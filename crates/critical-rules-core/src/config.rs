//! Configuration types for the critical rules server.

use crate::error::RulesError;
use critical_rules_store::{BootstrapDefaults, RulesStore, StoreLayout};
use serde::{Deserialize, Serialize};
use std::path::{Path, PathBuf};

/// Environment variable that overrides the default data directory.
pub const DATA_DIR_ENV: &str = "CRITICAL_RULES_HOME";

/// Upstream location of the rules document.
pub const DEFAULT_CONTENT_URL: &str =
    "https://raw.githubusercontent.com/optimaquantum/claude-critical-rules-mcp/main/CRITICAL-RULES.md";

/// Upstream location of the version descriptor.
pub const DEFAULT_VERSION_URL: &str =
    "https://raw.githubusercontent.com/optimaquantum/claude-critical-rules-mcp/main/version.json";

/// Upstream location of the changelog.
pub const DEFAULT_CHANGELOG_URL: &str =
    "https://raw.githubusercontent.com/optimaquantum/claude-critical-rules-mcp/main/CHANGELOG.md";

/// Top-level configuration.
///
/// Every section has defaults, so an empty TOML file (or no file at all)
/// yields a working configuration.
///
/// ```toml
/// [storage]
/// data_dir = "/var/lib/critical-rules"
///
/// [remote]
/// timeout_secs = 10
///
/// [bootstrap]
/// version = "1.0.0"
/// rule_count = 96
/// ```
#[derive(Debug, Clone, Default, Serialize, Deserialize)]
#[serde(default)]
pub struct RulesConfig {
    /// Where the installed rules live.
    pub storage: StorageConfig,

    /// Where updates come from.
    pub remote: RemoteConfig,

    /// Values for the first-run version record.
    pub bootstrap: BootstrapDefaults,
}

/// Storage configuration.
#[derive(Debug, Clone, Serialize, Deserialize)]
#[serde(default)]
pub struct StorageConfig {
    /// Data directory holding the document, record, changelog and backups.
    pub data_dir: PathBuf,

    /// File names inside the data directory.
    #[serde(flatten)]
    pub layout: StoreLayout,
}

impl Default for StorageConfig {
    fn default() -> Self {
        Self {
            data_dir: default_data_dir(),
            layout: StoreLayout::default(),
        }
    }
}

/// Remote source configuration.
#[derive(Debug, Clone, PartialEq, Eq, Serialize, Deserialize)]
#[serde(default)]
pub struct RemoteConfig {
    /// URL of the rules document.
    pub content_url: String,

    /// URL of the version descriptor.
    pub version_url: String,

    /// URL of the changelog.
    pub changelog_url: String,

    /// Per-request timeout in seconds. `0` disables the timeout.
    pub timeout_secs: u64,
}

impl Default for RemoteConfig {
    fn default() -> Self {
        Self {
            content_url: DEFAULT_CONTENT_URL.to_string(),
            version_url: DEFAULT_VERSION_URL.to_string(),
            changelog_url: DEFAULT_CHANGELOG_URL.to_string(),
            timeout_secs: 30,
        }
    }
}

impl RulesConfig {
    /// Parses a configuration from TOML text.
    pub fn from_toml_str(text: &str) -> Result<Self, RulesError> {
        toml::from_str(text).map_err(|e| RulesError::Config(e.to_string()))
    }

    /// Loads configuration from `path`, or defaults when the file is absent.
    ///
    /// A file that exists but cannot be read or parsed is an error.
    pub fn load(path: &Path) -> Result<Self, RulesError> {
        match std::fs::read_to_string(path) {
            Ok(text) => Self::from_toml_str(&text),
            Err(e) if e.kind() == std::io::ErrorKind::NotFound => Ok(Self::default()),
            Err(e) => Err(RulesError::Config(format!(
                "cannot read {}: {}",
                path.display(),
                e
            ))),
        }
    }

    /// Checks values that serde cannot.
    pub fn validate(&self) -> Result<(), RulesError> {
        for (name, url) in [
            ("content_url", &self.remote.content_url),
            ("version_url", &self.remote.version_url),
            ("changelog_url", &self.remote.changelog_url),
        ] {
            if !(url.starts_with("https://") || url.starts_with("http://")) {
                return Err(RulesError::Config(format!(
                    "remote.{name} must be an http(s) URL, got '{url}'"
                )));
            }
        }
        if self.storage.layout.rules_file.is_empty() || self.storage.layout.version_file.is_empty()
        {
            return Err(RulesError::Config(
                "storage file names must not be empty".to_string(),
            ));
        }
        Ok(())
    }

    /// Opens the store described by the storage section.
    pub fn store(&self) -> RulesStore {
        RulesStore::open(&self.storage.data_dir, self.storage.layout.clone())
    }
}

/// `$CRITICAL_RULES_HOME`, else the platform data directory, else `./critical-rules`.
pub fn default_data_dir() -> PathBuf {
    if let Some(dir) = std::env::var_os(DATA_DIR_ENV) {
        return PathBuf::from(dir);
    }
    dirs::data_dir()
        .map(|dir| dir.join("critical-rules-mcp"))
        .unwrap_or_else(|| PathBuf::from("./critical-rules"))
}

=====

[Problem to work on]: Retype the records in full, keeping every word as it is.

[Response box]:
filename crates/critical-rules-core/src/config.rs
//! Configuration types for the critical rules server.

use crate::error::RulesError;
use critical_rules_store::{BootstrapDefaults, RulesStore, StoreLayout};
use serde::{Deserialize, Serialize};
use std::path::{Path, PathBuf};

/// Environment variable that overrides the default data directory.
pub const DATA_DIR_ENV: &str = "CRITICAL_RULES_HOME";

/// Upstream location of the rules document.
pub const DEFAULT_CONTENT_URL: &str =
    "https://raw.githubusercontent.com/optimaquantum/claude-critical-rules-mcp/main/CRITICAL-RULES.md";

/// Upstream location of the version descriptor.
pub const DEFAULT_VERSION_URL: &str =
    "https://raw.githubusercontent.com/optimaquantum/claude-critical-rules-mcp/main/version.json";

/// Upstream location of the changelog.
pub const DEFAULT_CHANGELOG_URL: &str =
    "https://raw.githubusercontent.com/optimaquantum/claude-critical-rules-mcp/main/CHANGELOG.md";

/// Top-level configuration.
///
/// Every section has defaults, so an empty TOML file (or no file at all)
/// yields a working configuration.
///
/// ```toml
/// [storage]
/// data_dir = "/var/lib/critical-rules"
///
/// [remote]
/// timeout_secs = 10
///
/// [bootstrap]
/// version = "1.0.0"
/// rule_count = 96
/// ```
#[derive(Debug, Clone, Default, Serialize, Deserialize)]
#[serde(default)]
pub struct RulesConfig {
    /// Where the installed rules live.
    pub storage: StorageConfig,

    /// Where updates come from.
    pub remote: RemoteConfig,

    /// Values for the first-run version record.
    pub bootstrap: BootstrapDefaults,
}

/// Storage configuration.
#[derive(Debug, Clone, Serialize, Deserialize)]
#[serde(default)]
pub struct StorageConfig {
    /// Data directory holding the document, record, changelog and backups.
    pub data_dir: PathBuf,

    /// File names inside the data directory.
    #[serde(flatten)]
    pub layout: StoreLayout,
}

impl Default for StorageConfig {
    fn default() -> Self {
        Self {
            data_dir: default_data_dir(),
            layout: StoreLayout::default(),
        }
    }
}

/// Remote source configuration.
#[derive(Debug, Clone, PartialEq, Eq, Serialize, Deserialize)]
#[serde(default)]
pub struct RemoteConfig {
    /// URL of the rules document.
    pub content_url: String,

    /// URL of the version descriptor.
    pub version_url: String,

    /// URL of the changelog.
    pub changelog_url: String,

    /// Per-request timeout in seconds. `0` disables the timeout.
    pub timeout_secs: u64,
}

impl Default for RemoteConfig {
    fn default() -> Self {
        Self {
            content_url: DEFAULT_CONTENT_URL.to_string(),
            version_url: DEFAULT_VERSION_URL.to_string(),
            changelog_url: DEFAULT_CHANGELOG_URL.to_string(),
            timeout_secs: 30,
        }
    }
}

impl RulesConfig {
    /// Parses a configuration from TOML text.
    pub fn from_toml_str(text: &str) -> Result<Self, RulesError> {
        toml::from_str(text).map_err(|e| RulesError::Config(e.to_string()))
    }

    /// Loads configuration from `path`, or defaults when the file is absent.
    ///
    /// A file that exists but cannot be read or parsed is an error.
    pub fn load(path: &Path) -> Result<Self, RulesError> {
        match std::fs::read_to_string(path) {
            Ok(text) => Self::from_toml_str(&text),
            Err(e) if e.kind() == std::io::ErrorKind::NotFound => Ok(Self::default()),
            Err(e) => Err(RulesError::Config(format!(
                "cannot read {}: {}",
                path.display(),
                e
            ))),
        }
    }

    /// Checks values that serde cannot.
    pub fn validate(&self) -> Result<(), RulesError> {
        for (name, url) in [
            ("content_url", &self.remote.content_url),
            ("version_url", &self.remote.version_url),
            ("changelog_url", &self.remote.changelog_url),
        ] {
            if !(url.starts_with("https://") || url.starts_with("http://")) {
                return Err(RulesError::Config(format!(
                    "remote.{name} must be an http(s) URL, got '{url}'"
                )));
            }
        }
        if self.storage.layout.rules_file.is_empty() || self.storage.layout.version_file.is_empty()
        {
            return Err(RulesError::Config(
                "storage file names must not be empty".to_string(),
            ));
        }
        Ok(())
    }

    /// Opens the store described by the storage section.
    pub fn store(&self) -> RulesStore {
        RulesStore::open(&self.storage.data_dir, self.storage.layout.clone())
    }
}

/// `$CRITICAL_RULES_HOME`, else the platform data directory, else `./critical-rules`.
pub fn default_data_dir() -> PathBuf {
    if let Some(dir) = std::env::var_os(DATA_DIR_ENV) {
        return PathBuf::from(dir);
    }
    dirs::data_dir()
        .map(|dir| dir.join("critical-rules-mcp"))
        .unwrap_or_else(|| PathBuf::from("./critical-rules"))
}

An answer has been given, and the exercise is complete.